Stored items:
+ + + + +
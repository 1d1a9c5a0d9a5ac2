//! End-to-end tests for the `c4shop` binary.

use std::fs;
use std::path::{Path, PathBuf};

use assert_cmd::Command;
use predicates::prelude::*;
use tempfile::TempDir;

/// Temp home for one test, with a settings file that never touches ~/.c4shop.
struct Fixture {
    dir: TempDir,
}

impl Fixture {
    fn new() -> Self {
        Self {
            dir: TempDir::new().unwrap(),
        }
    }

    fn path(&self) -> &Path {
        self.dir.path()
    }

    fn settings(&self, content: &str) -> PathBuf {
        let path = self.path().join("settings.json");
        fs::write(&path, content).unwrap();
        path
    }

    fn c4shop(&self) -> Command {
        let mut cmd = Command::cargo_bin("c4shop").unwrap();
        cmd.arg("--settings").arg(self.path().join("settings.json"));
        cmd
    }
}

#[test]
fn export_writes_requested_formats() {
    let fixture = Fixture::new();
    let out = fixture.path().join("out");

    fixture
        .c4shop()
        .args(["export", "--format", "json", "--format", "dsl", "--out"])
        .arg(&out)
        .assert()
        .success()
        .stdout(predicate::str::contains("webshop.json"))
        .stdout(predicate::str::contains("webshop.dsl"));

    let workspace = c4shop_core::storage::read_workspace(&out.join("webshop.json")).unwrap();
    assert_eq!(workspace.model.relationships().count(), 7);
    assert!(workspace.views.view("SystemContext").is_some());
    assert!(workspace.views.view("Containers").is_some());

    let dsl = fs::read_to_string(out.join("webshop.dsl")).unwrap();
    assert!(dsl.contains("container s3 \"Containers\""));
    assert!(dsl.contains("shape WebBrowser"));
}

#[test]
fn export_defaults_come_from_settings() {
    let fixture = Fixture::new();
    let out = fixture.path().join("from-settings");
    fixture.settings(&format!(
        r#"{{"outputDir": {}, "formats": ["dsl"]}}"#,
        serde_json::to_string(&out).unwrap()
    ));

    fixture
        .c4shop()
        .args(["export", "--name", "shop"])
        .assert()
        .success();

    assert!(out.join("shop.dsl").exists());
    assert!(!out.join("shop.json").exists());
}

#[test]
fn compact_export_is_single_line() {
    let fixture = Fixture::new();
    let out = fixture.path().join("out");

    fixture
        .c4shop()
        .args(["export", "--format", "json", "--compact", "--out"])
        .arg(&out)
        .assert()
        .success();

    let json = fs::read_to_string(out.join("webshop.json")).unwrap();
    assert_eq!(json.lines().count(), 1);
}

#[test]
fn unknown_format_is_rejected() {
    let fixture = Fixture::new();
    fixture
        .c4shop()
        .args(["export", "--format", "svg"])
        .assert()
        .failure()
        .stderr(predicate::str::contains("unknown export format"));
}

#[test]
fn empty_format_list_fails_without_writing() {
    let fixture = Fixture::new();
    let out = fixture.path().join("out");
    fixture.settings(r#"{"formats": []}"#);

    fixture
        .c4shop()
        .args(["export", "--out"])
        .arg(&out)
        .assert()
        .failure()
        .stderr(predicate::str::contains("no export formats configured"));

    assert!(!out.exists());
}

#[test]
fn repeated_formats_are_written_once() {
    let fixture = Fixture::new();
    let out = fixture.path().join("out");

    let output = fixture
        .c4shop()
        .args(["export", "-f", "json", "-f", "dsl", "-f", "json", "--out"])
        .arg(&out)
        .output()
        .unwrap();
    assert!(output.status.success());

    let stdout = String::from_utf8(output.stdout).unwrap();
    let written: Vec<&str> = stdout.lines().collect();
    assert_eq!(written.len(), 2);
    assert!(written[0].ends_with("webshop.json"));
    assert!(written[1].ends_with("webshop.dsl"));
}

#[test]
fn summary_prints_views() {
    let fixture = Fixture::new();
    fixture
        .c4shop()
        .arg("summary")
        .assert()
        .success()
        .stdout(predicate::str::contains("view SystemContext"))
        .stdout(predicate::str::contains("view Containers"));
}

#[test]
fn schema_is_json() {
    let fixture = Fixture::new();
    let output = fixture.c4shop().arg("schema").output().unwrap();
    assert!(output.status.success());
    let schema: serde_json::Value = serde_json::from_slice(&output.stdout).unwrap();
    assert_eq!(schema["title"], "Workspace");
}

#[test]
fn validate_accepts_export_and_rejects_garbage() {
    let fixture = Fixture::new();
    let out = fixture.path().join("out");
    fixture
        .c4shop()
        .args(["export", "--format", "json", "--out"])
        .arg(&out)
        .assert()
        .success();

    fixture
        .c4shop()
        .arg("validate")
        .arg(out.join("webshop.json"))
        .assert()
        .success()
        .stdout(predicate::str::contains("ok (8 elements, 7 relationships, 2 views)"));

    let broken = fixture.path().join("broken.json");
    fs::write(
        &broken,
        r#"{"name":"x","model":{"elements":[{"id":1,"kind":"container","name":"Orphan"}]}}"#,
    )
    .unwrap();
    fixture
        .c4shop()
        .arg("validate")
        .arg(&broken)
        .assert()
        .failure()
        .stderr(predicate::str::contains("no parent system"));
}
+ + + + +
• **Brief**: Word for word, every record must be given again.

• **Your solution**:
repository 1d1a9c5a0d9a5ac2
//! End-to-end tests for the `c4shop` binary.

use std::fs;
use std::path::{Path, PathBuf};

use assert_cmd::Command;
use predicates::prelude::*;
use tempfile::TempDir;

/// Temp home for one test, with a settings file that never touches ~/.c4shop.
struct Fixture {
    dir: TempDir,
}

impl Fixture {
    fn new() -> Self {
        Self {
            dir: TempDir::new().unwrap(),
        }
    }

    fn path(&self) -> &Path {
        self.dir.path()
    }

    fn settings(&self, content: &str) -> PathBuf {
        let path = self.path().join("settings.json");
        fs::write(&path, content).unwrap();
        path
    }

    fn c4shop(&self) -> Command {
        let mut cmd = Command::cargo_bin("c4shop").unwrap();
        cmd.arg("--settings").arg(self.path().join("settings.json"));
        cmd
    }
}

#[test]
fn export_writes_requested_formats() {
    let fixture = Fixture::new();
    let out = fixture.path().join("out");

    fixture
        .c4shop()
        .args(["export", "--format", "json", "--format", "dsl", "--out"])
        .arg(&out)
        .assert()
        .success()
        .stdout(predicate::str::contains("webshop.json"))
        .stdout(predicate::str::contains("webshop.dsl"));

    let workspace = c4shop_core::storage::read_workspace(&out.join("webshop.json")).unwrap();
    assert_eq!(workspace.model.relationships().count(), 7);
    assert!(workspace.views.view("SystemContext").is_some());
    assert!(workspace.views.view("Containers").is_some());

    let dsl = fs::read_to_string(out.join("webshop.dsl")).unwrap();
    assert!(dsl.contains("container s3 \"Containers\""));
    assert!(dsl.contains("shape WebBrowser"));
}

#[test]
fn export_defaults_come_from_settings() {
    let fixture = Fixture::new();
    let out = fixture.path().join("from-settings");
    fixture.settings(&format!(
        r#"{{"outputDir": {}, "formats": ["dsl"]}}"#,
        serde_json::to_string(&out).unwrap()
    ));

    fixture
        .c4shop()
        .args(["export", "--name", "shop"])
        .assert()
        .success();

    assert!(out.join("shop.dsl").exists());
    assert!(!out.join("shop.json").exists());
}

#[test]
fn compact_export_is_single_line() {
    let fixture = Fixture::new();
    let out = fixture.path().join("out");

    fixture
        .c4shop()
        .args(["export", "--format", "json", "--compact", "--out"])
        .arg(&out)
        .assert()
        .success();

    let json = fs::read_to_string(out.join("webshop.json")).unwrap();
    assert_eq!(json.lines().count(), 1);
}

#[test]
fn unknown_format_is_rejected() {
    let fixture = Fixture::new();
    fixture
        .c4shop()
        .args(["export", "--format", "svg"])
        .assert()
        .failure()
        .stderr(predicate::str::contains("unknown export format"));
}

#[test]
fn empty_format_list_fails_without_writing() {
    let fixture = Fixture::new();
    let out = fixture.path().join("out");
    fixture.settings(r#"{"formats": []}"#);

    fixture
        .c4shop()
        .args(["export", "--out"])
        .arg(&out)
        .assert()
        .failure()
        .stderr(predicate::str::contains("no export formats configured"));

    assert!(!out.exists());
}

#[test]
fn repeated_formats_are_written_once() {
    let fixture = Fixture::new();
    let out = fixture.path().join("out");

    let output = fixture
        .c4shop()
        .args(["export", "-f", "json", "-f", "dsl", "-f", "json", "--out"])
        .arg(&out)
        .output()
        .unwrap();
    assert!(output.status.success());

    let stdout = String::from_utf8(output.stdout).unwrap();
    let written: Vec<&str> = stdout.lines().collect();
    assert_eq!(written.len(), 2);
    assert!(written[0].ends_with("webshop.json"));
    assert!(written[1].ends_with("webshop.dsl"));
}

#[test]
fn summary_prints_views() {
    let fixture = Fixture::new();
    fixture
        .c4shop()
        .arg("summary")
        .assert()
        .success()
        .stdout(predicate::str::contains("view SystemContext"))
        .stdout(predicate::str::contains("view Containers"));
}

#[test]
fn schema_is_json() {
    let fixture = Fixture::new();
    let output = fixture.c4shop().arg("schema").output().unwrap();
    assert!(output.status.success());
    let schema: serde_json::Value = serde_json::from_slice(&output.stdout).unwrap();
    assert_eq!(schema["title"], "Workspace");
}

#[test]
fn validate_accepts_export_and_rejects_garbage() {
    let fixture = Fixture::new();
    let out = fixture.path().join("out");
    fixture
        .c4shop()
        .args(["export", "--format", "json", "--out"])
        .arg(&out)
        .assert()
        .success();

    fixture
        .c4shop()
        .arg("validate")
        .arg(out.join("webshop.json"))
        .assert()
        .success()
        .stdout(predicate::str::contains("ok (8 elements, 7 relationships, 2 views)"));

    let broken = fixture.path().join("broken.json");
    fs::write(
        &broken,
        r#"{"name":"x","model":{"elements":[{"id":1,"kind":"container","name":"Orphan"}]}}"#,
    )
    .unwrap();
    fixture
        .c4shop()
        .arg("validate")
        .arg(&broken)
        .assert()
        .failure()
        .stderr(predicate::str::contains("no parent system"));
}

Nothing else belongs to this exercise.